Condenado pelo uso do dinheiro público, para compra de votos, por meio de um contrato com uma empresa fantasma durante a Copa do Mundo de 2014, Melo havia sido eleito com 55,54% dos votos no segundo turno naquele ano, derrotando o ex-governador e senador Eduardo Braga (MDB). O emedebista foi o autor da ação de cassação contra Melo.

Mesmo após a decisão do TRE-AM, coube ao tribunal superior votar pelo destino do mandato de Melo. Tanto o governador quanto o vice permaneceram no cargo até a votação do TSE. Foram marcadas eleições para agosto do mesmo ano, dando início à corrida eleitoral pelo mandato-tampão de apenas 14 meses.

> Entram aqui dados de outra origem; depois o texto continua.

//! Canonical JSON (uz_io)
//! - Objects: keys sorted lexicographically (byte order of UTF-8)
//! - Arrays: order preserved (caller sorts where order is not meaningful)
//! - Output: compact, no trailing newline
//! - Atomic write: temp file in the target dir + fsync + rename; direct-write
//!   fallback when rename fails (cross-device)

use std::fs::{self, OpenOptions};
use std::io::{self, Write};
use std::path::{Path, PathBuf};

use serde::Serialize;
use serde_json::Value;

use crate::{IoError, IoResult};

/// Canonical bytes of any serializable value.
pub fn to_canonical_bytes<T: Serialize + ?Sized>(value: &T) -> IoResult<Vec<u8>> {
    let v = serde_json::to_value(value)?;
    to_canonical_json_bytes(&v)
}

/// Canonical bytes of an already-built `Value`.
pub fn to_canonical_json_bytes(v: &Value) -> IoResult<Vec<u8>> {
    let mut out = Vec::with_capacity(1024);
    write_value(v, &mut out)?;
    Ok(out)
}

/// Serialize `value` canonically and write it to `path` atomically.
pub fn write_canonical_file<T: Serialize + ?Sized>(path: &Path, value: &T) -> IoResult<()> {
    let bytes = to_canonical_bytes(value)?;
    write_atomic(path, &bytes).map_err(|e| IoError::Path(format!("{}: {e}", path.display())))
}

/// Write `bytes` to `path` via a sibling temp file.
pub fn write_atomic(path: &Path, bytes: &[u8]) -> io::Result<()> {
    let parent = match path.parent() {
        Some(p) if !p.as_os_str().is_empty() => p.to_path_buf(),
        _ => PathBuf::from("."),
    };
    fs::create_dir_all(&parent)?;

    let tmp = unique_tmp_path(&parent, path);
    {
        let mut tf = OpenOptions::new().write(true).create_new(true).open(&tmp)?;
        tf.write_all(bytes)?;
        tf.sync_all()?;
    }

    if fs::rename(&tmp, path).is_err() {
        let direct = (|| -> io::Result<()> {
            let mut f = OpenOptions::new().write(true).create(true).truncate(true).open(path)?;
            f.write_all(bytes)?;
            f.sync_all()
        })();
        let _ = fs::remove_file(&tmp);
        direct?;
    }
    let _ = fsync_dir(&parent);
    Ok(())
}

fn write_value(v: &Value, out: &mut Vec<u8>) -> IoResult<()> {
    match v {
        Value::Null => out.extend_from_slice(b"null"),
        Value::Bool(true) => out.extend_from_slice(b"true"),
        Value::Bool(false) => out.extend_from_slice(b"false"),
        Value::Number(n) => out.extend_from_slice(n.to_string().as_bytes()),
        Value::String(s) => serde_json::to_writer(&mut *out, s)?,
        Value::Array(arr) => {
            out.push(b'[');
            for (i, elem) in arr.iter().enumerate() {
                if i > 0 {
                    out.push(b',');
                }
                write_value(elem, out)?;
            }
            out.push(b']');
        }
        Value::Object(map) => {
            out.push(b'{');
            let mut entries: Vec<(&String, &Value)> = map.iter().collect();
            entries.sort_unstable_by(|a, b| a.0.as_bytes().cmp(b.0.as_bytes()));
            for (i, (k, val)) in entries.into_iter().enumerate() {
                if i > 0 {
                    out.push(b',');
                }
                serde_json::to_writer(&mut *out, k)?;
                out.push(b':');
                write_value(val, out)?;
            }
            out.push(b'}');
        }
    }
    Ok(())
}

/// "<filename>.<pid>.<counter>.tmp" next to the target.
fn unique_tmp_path(dir: &Path, target: &Path) -> PathBuf {
    use std::sync::atomic::{AtomicU64, Ordering};

    static COUNTER: AtomicU64 = AtomicU64::new(0);

    let n = COUNTER.fetch_add(1, Ordering::Relaxed);
    let fname = target.file_name().and_then(|s| s.to_str()).unwrap_or("out");
    dir.join(format!("{fname}.{}.{n}.tmp", std::process::id()))
}

#[cfg(unix)]
fn fsync_dir(dir: &Path) -> io::Result<()> {
    OpenOptions::new().read(true).open(dir)?.sync_all()
}

#[cfg(not(unix))]
#[inline]
fn fsync_dir(_dir: &Path) -> io::Result<()> {
    Ok(())
}

#[cfg(test)]
mod tests {
    use super::*;
    use serde_json::json;

    #[test]
    fn objects_are_sorted_arrays_preserved() {
        let v = json!({
            "summary": {"total_units": 320, "by_group": {"TOD": 1, "BOD": 2}},
            "entries": [{"policy": "TOD", "height": 8.0}, 3, "z"],
            "id": "RES:x"
        });
        let s = String::from_utf8(to_canonical_json_bytes(&v).unwrap()).unwrap();
        assert_eq!(
            s,
            r#"{"entries":[{"height":8.0,"policy":"TOD"},3,"z"],"id":"RES:x","summary":{"by_group":{"BOD":2,"TOD":1},"total_units":320}}"#
        );
        assert!(!s.ends_with('\n'));
    }

    #[test]
    fn strings_are_escaped() {
        let v = json!({"a\"b": "line\nbreak"});
        let s = String::from_utf8(to_canonical_json_bytes(&v).unwrap()).unwrap();
        assert_eq!(s, r#"{"a\"b":"line\nbreak"}"#);
    }

    #[test]
    fn atomic_write_replaces_content() {
        let dir = tempfile::tempdir().unwrap();
        let p = dir.path().join("out").join("result.json");
        write_canonical_file(&p, &json!({"b": 1, "a": 2})).unwrap();
        write_canonical_file(&p, &json!({"b": 3, "a": 4})).unwrap();
        assert_eq!(fs::read_to_string(&p).unwrap(), r#"{"a":4,"b":3}"#);
        let leftovers = fs::read_dir(p.parent().unwrap())
            .unwrap()
            .filter_map(Result::ok)
            .filter(|e| e.file_name().to_string_lossy().ends_with(".tmp"))
            .count();
        assert_eq!(leftovers, 0);
    }
}
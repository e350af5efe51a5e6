//! crates/uz_core/src/ids.rs
//! Parcel/policy identifiers and output IDs.
//! ASCII-only, strict shapes; no I/O.

use core::fmt;
use core::str::FromStr;

#[cfg(feature = "serde")]
use serde::{Deserialize, Serialize};

/// Errors returned when validating or parsing IDs.
#[derive(Debug, Clone, Copy, PartialEq, Eq)]
pub enum IdError {
    NonAscii,
    TooLong,
    BadShape,
}

impl fmt::Display for IdError {
    fn fmt(&self, f: &mut fmt::Formatter<'_>) -> fmt::Result {
        match self {
            IdError::NonAscii => f.write_str("id must be ASCII without NUL"),
            IdError::TooLong => f.write_str("id too long"),
            IdError::BadShape => f.write_str("id has invalid shape"),
        }
    }
}

impl std::error::Error for IdError {}

const MAX_ID_LEN: usize = 256;
const HEX64_LEN: usize = 64;
const TOKEN_MAX_LEN: usize = 64;

#[inline]
fn is_ascii_no_nul(s: &str) -> bool {
    !s.as_bytes().iter().any(|&b| b == 0 || b > 0x7F)
}

/// Lowercase hex (length must be exactly 64).
#[inline]
pub fn is_valid_sha256(s: &str) -> bool {
    s.len() == HEX64_LEN && s.bytes().all(|b| matches!(b, b'0'..=b'9' | b'a'..=b'f'))
}

/// Token for ParcelId/PolicyName: ^[A-Za-z0-9_.:-]{1,64}$
#[inline]
pub fn is_valid_token(s: &str) -> bool {
    let len = s.len();
    (1..=TOKEN_MAX_LEN).contains(&len)
        && s.bytes().all(|b| {
            b.is_ascii_alphanumeric() || matches!(b, b'_' | b'.' | b':' | b'-')
        })
}

macro_rules! simple_string_newtype {
    ($(#[$m:meta])* $name:ident) => {
        $(#[$m])*
        #[derive(Clone, PartialEq, Eq, PartialOrd, Ord, Hash, Debug)]
        #[cfg_attr(feature = "serde", derive(Serialize, Deserialize))]
        #[cfg_attr(feature = "serde", serde(try_from = "String", into = "String"))]
        pub struct $name(String);

        impl $name {
            #[inline] pub fn as_str(&self) -> &str { &self.0 }
        }

        impl fmt::Display for $name {
            #[inline]
            fn fmt(&self, f: &mut fmt::Formatter<'_>) -> fmt::Result { f.write_str(&self.0) }
        }

        impl TryFrom<&str> for $name {
            type Error = IdError;
            #[inline]
            fn try_from(value: &str) -> Result<Self, Self::Error> { value.parse() }
        }

        impl TryFrom<String> for $name {
            type Error = IdError;
            #[inline]
            fn try_from(value: String) -> Result<Self, Self::Error> { value.parse() }
        }

        impl From<$name> for String {
            #[inline]
            fn from(v: $name) -> String { v.0 }
        }
    }
}

#[inline]
fn check_common(s: &str) -> Result<(), IdError> {
    if !is_ascii_no_nul(s) { return Err(IdError::NonAscii); }
    if s.len() > MAX_ID_LEN { return Err(IdError::TooLong); }
    Ok(())
}

// === Token IDs ===

simple_string_newtype!(
    /// Stable parcel identity (assessor schedule number or similar token).
    ParcelId
);
simple_string_newtype!(
    /// Policy name, e.g. `TOD`, `POD-Regional`, `BOD-Bus`.
    PolicyName
);

impl FromStr for ParcelId {
    type Err = IdError;
    fn from_str(s: &str) -> Result<Self, Self::Err> {
        check_common(s)?;
        if !is_valid_token(s) { return Err(IdError::BadShape); }
        Ok(ParcelId(s.to_owned()))
    }
}

impl FromStr for PolicyName {
    type Err = IdError;
    fn from_str(s: &str) -> Result<Self, Self::Err> {
        check_common(s)?;
        if !is_valid_token(s) { return Err(IdError::BadShape); }
        Ok(PolicyName(s.to_owned()))
    }
}

impl PolicyName {
    /// Reporting group: the segment before the first `-` (`POD-Regional` → `POD`).
    /// Names without a dash are their own group.
    pub fn group(&self) -> &str {
        match self.0.split_once('-') {
            Some((head, _)) if !head.is_empty() => head,
            _ => &self.0,
        }
    }
}

// === Digests / output IDs ===

simple_string_newtype!(
    /// Generic 64-hex lowercase SHA-256 digest.
    Sha256
);
simple_string_newtype!(
    /// "RES:" + 64-hex lowercase
    ResultId
);

impl FromStr for Sha256 {
    type Err = IdError;
    fn from_str(s: &str) -> Result<Self, Self::Err> {
        check_common(s)?;
        if !is_valid_sha256(s) { return Err(IdError::BadShape); }
        Ok(Sha256(s.to_owned()))
    }
}

impl Sha256 {
    #[inline] pub fn as_hex(&self) -> &str { &self.0 }
}

impl FromStr for ResultId {
    type Err = IdError;
    fn from_str(s: &str) -> Result<Self, Self::Err> {
        check_common(s)?;
        match s.strip_prefix("RES:") {
            Some(hex) if is_valid_sha256(hex) => Ok(ResultId(s.to_owned())),
            _ => Err(IdError::BadShape),
        }
    }
}

impl ResultId {
    #[inline] pub fn as_hex(&self) -> &str { &self.0[4..] }
}

#[cfg(test)]
mod tests {
    use super::*;

    const HEX: &str = "0123456789abcdef0123456789abcdef0123456789abcdef0123456789abcd";

    #[test]
    fn tokens() {
        for ok in ["0214300001000", "TOD", "POD-Regional", "a.b:c_d"] {
            let _p: ParcelId = ok.parse().unwrap();
            let _n: PolicyName = ok.parse().unwrap();
        }
        for bad in ["", " ", "é", "has space"] {
            assert!(bad.parse::<ParcelId>().is_err());
            assert!(bad.parse::<PolicyName>().is_err());
        }
    }

    #[test]
    fn policy_groups() {
        let p: PolicyName = "POD-Regional".parse().unwrap();
        assert_eq!(p.group(), "POD");
        let t: PolicyName = "TOD".parse().unwrap();
        assert_eq!(t.group(), "TOD");
        let odd: PolicyName = "-x".parse().unwrap();
        assert_eq!(odd.group(), "-x");
    }

    #[test]
    fn result_and_sha() {
        let res: ResultId = format!("RES:{HEX}").parse().unwrap();
        assert_eq!(res.as_hex(), HEX);
        let sha: Sha256 = HEX.parse().unwrap();
        assert_eq!(sha.to_string(), HEX);
        assert!("RES:DEADBEEF".parse::<ResultId>().is_err());
        assert!("0123XYZ".parse::<Sha256>().is_err());
    }

    #[cfg(feature = "serde")]
    #[test]
    fn serde_validates_on_read() {
        let ok: ParcelId = serde_json::from_str("\"0501200012000\"").unwrap();
        assert_eq!(ok.as_str(), "0501200012000");
        assert!(serde_json::from_str::<ParcelId>("\"bad id\"").is_err());
        assert_eq!(serde_json::to_string(&ok).unwrap(), "\"0501200012000\"");
    }
}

As novas eleições atraíram oito candidatos ao pleito: Amazonino Mendes (PDT), Eduardo Braga, Jardel (PPL), José Ricardo (PT), Luiz Castro (Rede), Wilker Barreto (PHS), Marcelo Serafim (PSB) e Rebecca Garcia (PP). A exemplo de 2014, Braga seguiu novamente para a disputa no segundo turno, tendo Amazonino Mendes, dessa vez, como concorrente direto.

Os dois caciques políticos já foram acusados de corrupção em mais de uma oportunidade. Alvo de investigação na Lava-Jato, Braga foi citado em delações de executivos da Odebrecht como receptor de R$ 1 milhão em propina quando ainda era governador do estado (2003-2010). Amazonino, que já havia sido governador do Amazonas três vezes, coleciona escândalos e já foi acusado de compra de votos.

Nas urnas, Amazonino levou a melhor e foi eleito com 59,21% dos votos. Ele e o vice, Bosco Saraiva (PSDB), tomaram posse na primeira semana de outubro.